The effect of postoperative enoxaparin on risk for reoperative hematoma.

Plast Reconstr Surg

Ann Arbor, Mich.; Pittsburgh and Shohola, Pa.; St. Paul, Minn.; Dallas, Texas; Arlington Heights, Ill.; and New York, N.Y. From the Section of Plastic Surgery, University of Michigan; Division of Plastic and Reconstructive Surgery, University of Pittsburgh; Department of Plastic and Hand Surgery, Regions Hospital; Department of Plastic Surgery, University of Texas Southwestern; JBH Consulting; American Society of Plastic Surgeons; and Plastic and Reconstructive Surgery Service, Memorial Sloan-Kettering Cancer Center.

Published: January 2012

Background: The risk of postoperative bleeding is the chief concern expressed by plastic surgeons who do not use pharmacologic prophylaxis against venous thromboembolism. The Plastic Surgery Foundation-funded Venous Thromboembolism Prevention Study examined whether receipt of postoperative enoxaparin prophylaxis changed 60-day reoperative hematoma rates.

Methods: In 2009, the study's network sites uniformly adopted a "best practice" clinical protocol to provide postoperative enoxaparin to adult plastic surgery patients at risk for perioperative venous thromboembolism. Historical control patients (2006 to 2008) received no chemoprophylaxis for 60 days after surgery. Retrospective chart review identified demographic and surgery-specific risk factors that potentially contributed to bleeding risk. The primary study outcome was 60-day reoperative hematoma. Stratified analyses examined reoperative hematoma in the overall population and among high-risk patients. Multivariable logistic regression controlled for identified confounders.

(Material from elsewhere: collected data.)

//! Reduction of free text to the SEPA character set.
//!
//! Banks reject pain.001 files containing characters outside the "Latin"
//! subset agreed by the EPC: `a-z A-Z 0-9 / - ? : ( ) . , ' +` and space.
//! Accented letters are transliterated to their base letter, everything
//! else becomes a space.

use unicode_normalization::UnicodeNormalization;
use unicode_normalization::char::is_combining_mark;

/// Maximum length of `Nm` in the standard profile.
pub const NAME_MAX_LEN: usize = 70;
/// Maximum length of `Nm` in the short profile.
pub const SHORT_NAME_MAX_LEN: usize = 35;
/// Maximum length of `Ustrd`.
pub const REMITTANCE_MAX_LEN: usize = 140;
/// Maximum length of `MsgId`, `InstrId`, `Othr/Id` and `Issr`.
pub const ID_MAX_LEN: usize = 35;
/// Maximum length of `EndToEndId` and `PmtInfId` as emitted here.
pub const END_TO_END_MAX_LEN: usize = 30;
/// Maximum length of a single `AdrLine`.
pub const ADDRESS_LINE_MAX_LEN: usize = 70;
/// Maximum length of `TwnNm`.
pub const TOWN_MAX_LEN: usize = 35;

/// Whether `c` belongs to the SEPA character set.
pub fn is_sepa_char(c: char) -> bool {
    c.is_ascii_alphanumeric() || matches!(c, '/' | '-' | '?' | ':' | '(' | ')' | '.' | ',' | '\'' | '+' | ' ')
}

/// Reduce `text` to the SEPA character set and cut it to `max_len` characters.
///
/// Leading slashes are removed, whitespace runs collapse to one space and the
/// result is trimmed. The operation is idempotent.
///
/// ```
/// use pain001::core::text::sanitize;
///
/// assert_eq!(sanitize("/Überweisung für Rechnung #42", 35), "Uberweisung fur Rechnung 42");
/// assert_eq!(sanitize("Straße", 10), "Strasse");
/// ```
pub fn sanitize(text: &str, max_len: usize) -> String {
    let mut out = String::with_capacity(text.len());
    let mut pending_space = false;

    for c in text.nfd() {
        if is_combining_mark(c) {
            continue;
        }
        let mapped = transliterate(c);
        for m in mapped.chars() {
            if m.is_whitespace() || !is_sepa_char(m) {
                pending_space = true;
                continue;
            }
            // Leading slashes and spaces never survive.
            if out.is_empty() && m == '/' {
                pending_space = false;
                continue;
            }
            if pending_space && !out.is_empty() {
                out.push(' ');
            }
            pending_space = false;
            out.push(m);
        }
    }

    if out.len() > max_len {
        // Only ASCII remains, so byte and char positions coincide.
        out.truncate(max_len);
        let trimmed_len = out.trim_end().len();
        out.truncate(trimmed_len);
    }
    out
}

/// Like [`sanitize`], but returns `"/"` when nothing is left. Used for tags
/// that must not be empty.
pub fn sanitize_non_empty(text: &str, max_len: usize) -> String {
    let s = sanitize(text, max_len);
    if s.is_empty() { "/".to_string() } else { s }
}

/// The rightmost `n` characters of `s`, without the slashes and spaces the
/// cut may leave at the front.
pub fn rightmost(s: &str, n: usize) -> &str {
    let count = s.chars().count();
    let tail = if count <= n {
        s
    } else {
        match s.char_indices().nth(count - n) {
            Some((idx, _)) => &s[idx..],
            None => "",
        }
    };
    tail.trim_start_matches(['/', ' '])
}

fn transliterate(c: char) -> std::borrow::Cow<'static, str> {
    let s = match c {
        'ß' => "ss",
        'Æ' => "AE",
        'æ' => "ae",
        'Œ' => "OE",
        'œ' => "oe",
        'Ø' => "O",
        'ø' => "o",
        'Đ' | 'Ð' => "D",
        'đ' | 'ð' => "d",
        'Ł' => "L",
        'ł' => "l",
        'Þ' => "TH",
        'þ' => "th",
        '&' => "+",
        '‘' | '’' | '`' | '´' => "'",
        '–' | '—' | '_' => "-",
        _ => return std::borrow::Cow::Owned(c.to_string()),
    };
    std::borrow::Cow::Borrowed(s)
}

#[cfg(test)]
mod tests {
    use super::*;

    #[test]
    fn strips_diacritics() {
        assert_eq!(sanitize("Crème brûlée à Genève", 70), "Creme brulee a Geneve");
        assert_eq!(sanitize("Åsa Öberg", 70), "Asa Oberg");
        assert_eq!(sanitize("Łódź", 70), "Lodz");
    }

    #[test]
    fn replaces_forbidden_characters() {
        assert_eq!(sanitize("Invoice #123 @ 50%", 70), "Invoice 123 50");
        assert_eq!(sanitize("a\tb\n\nc", 70), "a b c");
        assert_eq!(sanitize("Smith & Sons", 70), "Smith + Sons");
    }

    #[test]
    fn removes_leading_slashes() {
        assert_eq!(sanitize("/abc", 70), "abc");
        assert_eq!(sanitize("// /abc/def", 70), "abc/def");
        assert_eq!(sanitize("  / x", 70), "x");
    }

    #[test]
    fn truncates_after_sanitizing() {
        assert_eq!(sanitize("Ünïcödé", 3), "Uni");
        assert_eq!(sanitize("abc def", 4), "abc");
        assert_eq!(sanitize("abcdef", 0), "");
    }

    #[test]
    fn idempotent_on_samples() {
        for input in [
            "  //Zürich   Hauptbahnhof ",
            "Müller & Söhne GmbH, Köln",
            "€ 100,- für \"Miete\"",
            "abc  def  ghi jkl",
        ] {
            for n in [0, 1, 5, 12, 35, 140] {
                let once = sanitize(input, n);
                assert_eq!(sanitize(&once, n), once, "input {input:?} n {n}");
                assert!(once.chars().count() <= n);
            }
        }
    }

    #[test]
    fn non_empty_fallback() {
        assert_eq!(sanitize_non_empty("###", 70), "/");
        assert_eq!(sanitize_non_empty("", 70), "/");
        assert_eq!(sanitize_non_empty("Bob", 70), "Bob");
    }

    #[test]
    fn rightmost_chars() {
        assert_eq!(rightmost("abcdef", 3), "def");
        assert_eq!(rightmost("abc", 30), "abc");
        assert_eq!(rightmost("", 5), "");
        assert_eq!(rightmost("INV2024/ABC", 4), "ABC");
        assert_eq!(rightmost("ab / cd", 4), "cd");
        assert_eq!(rightmost("//", 5), "");
    }
}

Results: Complete data were available for 3681 patients (2114 controls and 1567 enoxaparin patients). Overall, postoperative enoxaparin did not change the reoperative hematoma rate when compared with controls (3.38 percent versus 2.65 percent, p = 0.169). Similar results were seen in subgroup analyses for breast reconstruction (5.25 percent versus 4.21 percent, p = 0.737), breast reduction (7.04 percent versus 8.29 percent, p = 0.194), and nonbreast plastic surgery (2.20 percent versus 1.46 percent, p = 0.465). In the regression model, independent predictors of reoperative hematoma included breast surgery, microsurgical procedure, and post-bariatric surgery body contouring. Receipt of postoperative enoxaparin was not an independent predictor (odds ratio, 1.16; 95 percent CI, 0.77 to 1.76).

Conclusion: Postoperative enoxaparin does not produce a clinically relevant or statistically significant increase in observed rates of reoperative hematoma.

Clinical Question/level Of Evidence: Risk: II.